Image Retrieval with IBM watsonx.data and Milvus (Vector) Database : A Deep Dive into Similarity Search

Published in

IBM Data Science in Practice

5 min readApr 9, 2024

What is Milvus?

Milvus is an open-source vector database specifically designed for efficient similarity search across large datasets. Unlike traditional relational databases, Milvus excels at storing and searching high-dimensional vectors, which are mathematical representations that capture the essence of an image.

The Power of Embeddings

To leverage Milvus for image retrieval, we don’t store the raw images themselves. Instead, we use pre-trained deep learning models like VGG or ResNet to extract feature vectors from the images. These vectors act as condensed representations, encapsulating the image’s visual content.

Image retrieval search architecture

The architecture follows a typical machine learning workflow for image retrieval. Here’s a simplified explanation of how it works:

The user submits a query image or a text description of the image they want to find.
The system selects an appropriate image recognition model and processing pipeline based on the input.
The input image is pre-processed and converted into an image embedding using the Towhee pipeline.
The image embedding is then queried against the Milvus database containing embeddings of all the images in the dataset.
The system retrieves the most similar images based on the nearest neighbour search and presents them to the user.

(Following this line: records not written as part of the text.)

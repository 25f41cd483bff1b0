use axum::{
    Router,
    routing::{get, post},
};
use std::sync::Arc;

use crate::{ApiState, handlers};

pub fn routes() -> Router<Arc<ApiState>> {
    Router::new()
        .route(
            "/api/swaps",
            get(handlers::swaps::list_swaps).post(handlers::swaps::create_swap),
        )
        .route("/api/swaps/:id/accept", post(handlers::swaps::accept_swap))
        .route("/api/swaps/:id/reject", post(handlers::swaps::reject_swap))
        .route("/api/swaps/:id/cancel", post(handlers::swaps::cancel_swap))
}
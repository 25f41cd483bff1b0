pub mod auth;
pub mod error_handling;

Building the Image Search Pipeline

1. Data Preparation

Here we use a subset of the ImageNet dataset (100 classes). You can follow command below to download the data. The example data is organized as follows:

- train: directory of candidate images, 10 images per class from ImageNet train data

- test: directory of query images, 1 image per class from ImageNet test data

- reverse_image_search.csv: a csv file containing *id, path, and label* for each candidate image

curl -L https://github.com/towhee-io/examples/releases/download/data/reverse_image_search.zip -O
unzip -q -o reverse_image_search.zip

2. Import necessary packages and library

In this section, we will learn how to build the image search engine using Towhee. Towhee is a framework that provides ETL for unstructured data using SoTA machine learning models. It allows to create data processing pipelines. It also has built-in operators for different purposes, such as generating image embeddings, inserting data into Milvus collection, and querying across Milvus collection

We import packages & set parameters at the beginning. You are able to change parameters according to your needs and environment. Please note that the embedding dimension `DIM` should match the selected model name `MODEL`.

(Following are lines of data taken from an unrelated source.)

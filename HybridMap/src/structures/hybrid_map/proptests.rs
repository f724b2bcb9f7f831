use super::{HybridMap, Mode, THRESHOLD};
use crate::error::HybridMapError;

use proptest::collection::{hash_set, vec};
use proptest::prelude::*;
use std::collections::HashMap;

fn distinct_pairs(max: usize) -> impl Strategy<Value = Vec<(u16, u32)>> {
    hash_set(any::<u16>(), 0..max)
        .prop_flat_map(|keys| {
            let keys: Vec<u16> = keys.into_iter().collect();
            let len = keys.len();
            (Just(keys), vec(any::<u32>(), len))
        })
        .prop_map(|(keys, values)| keys.into_iter().zip(values).collect())
        .prop_shuffle()
}

proptest! {
    #[test]
    fn agrees_with_hashmap_oracle(pairs in distinct_pairs(64), probes in vec(any::<u16>(), 0..32)) {
        let oracle: HashMap<u16, u32> = pairs.iter().copied().collect();
        let map = HybridMap::new(pairs.iter().copied()).unwrap();

        prop_assert_eq!(map.len(), oracle.len());
        for (k, v) in &oracle {
            prop_assert_eq!(map.get(k), Ok(v));
            prop_assert!(map.contains_key(k));
        }
        for probe in probes {
            prop_assert_eq!(map.try_get(&probe), oracle.get(&probe));
            if !oracle.contains_key(&probe) {
                prop_assert_eq!(map.get(&probe), Err(HybridMapError::KeyNotFound(probe)));
            }
        }
    }

    #[test]
    fn mode_follows_entry_count(pairs in distinct_pairs(32)) {
        let map = HybridMap::new(pairs.iter().copied()).unwrap();
        let expected = if pairs.len() <= THRESHOLD { Mode::Array } else { Mode::Hashed };
        prop_assert_eq!(map.mode(), expected);
    }

    #[test]
    fn array_mode_preserves_input_order(pairs in distinct_pairs(THRESHOLD + 1)) {
        prop_assume!(pairs.len() <= THRESHOLD);
        let map = HybridMap::new(pairs.iter().copied()).unwrap();
        let entries: Vec<(u16, u32)> = map.iter().map(|(k, v)| (*k, *v)).collect();
        prop_assert_eq!(entries, pairs);
    }

    #[test]
    fn repeated_key_is_rejected(pairs in distinct_pairs(32), pick in any::<prop::sample::Index>()) {
        prop_assume!(!pairs.is_empty());
        let (key, value) = pairs[pick.index(pairs.len())];

        let mut input = pairs.clone();
        input.push((key, value.wrapping_add(1)));

        let err = HybridMap::new(input).unwrap_err();
        prop_assert_eq!(err, HybridMapError::KeyConflict { key, index: pairs.len() });
    }
}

! python -m pip install -q towhee opencv-python pillow

import csv
from glob import glob
from pathlib import Path
from statistics import mean

from towhee import pipe, ops, DataCollection
from pymilvus import connections, FieldSchema, CollectionSchema, DataType, Collection, utility


# Towhee parameters
MODEL = 'resnet50'
DEVICE = None # if None, use default device (cuda is enabled if available)

# Milvus parameters
HOST = '<Milvus-host-name received from watsonx.data service>'
PORT = '<port from watsonx.data Milvus service>'
SERVER_NAME = '<server-name>'
USER = 'ibmlhapikey'
PASSWORD = 'your-ibm-api-key'
TOPK = 10
DIM = 2048 # dimension of embedding extracted by MODEL
COLLECTION_NAME = 'reverse_image_search'
INDEX_TYPE = 'IVF_FLAT'
METRIC_TYPE = 'L2'

# path to csv (column_1 indicates image path) OR a pattern of image paths
INSERT_SRC = 'reverse_image_search.csv'
QUERY_SRC = './test/*/*.JPEG'

3. Feature Extraction:

Select a pre-trained deep learning model for image feature extraction (e.g., VGG16, ResNet-50).
Use a deep learning library like PyTorch or TensorFlow to load the model and extract feature vectors for each image.

# Load image path
def load_image(x):
    if x.endswith('csv'):
        with open(x) as f:
            reader = csv.reader(f)
            next(reader)
            for item in reader:
                yield item[1]
    else:
        for item in glob(x):
            yield item
            
# Embedding pipeline
p_embed = (
    pipe.input('src')
        .flat_map('src', 'img_path', load_image)
        .map('img_path', 'img', ops.image_decode())
        .map('img', 'vec', ops.image_embedding.timm(model_name=MODEL, device=DEVICE))
)

Store the extracted feature vectors along with a unique identifier for each image (e.g., filename).

4. Build Search Pipeline

There are three steps to implement image search build pipeline

4.1 Create a Milvus collection

Define a schema for your collection in Milvus, specifying data types for image IDs and feature vectors (usually floats).
Create a collection in Milvus using the defined schema.
Use the Milvus client library (Python, Java, etc.) to insert the image IDs and their corresponding feature vectors into the collection.
Build an index on the feature vectors in Milvus. This optimizes search performance by creating a data structure for efficient similarity search.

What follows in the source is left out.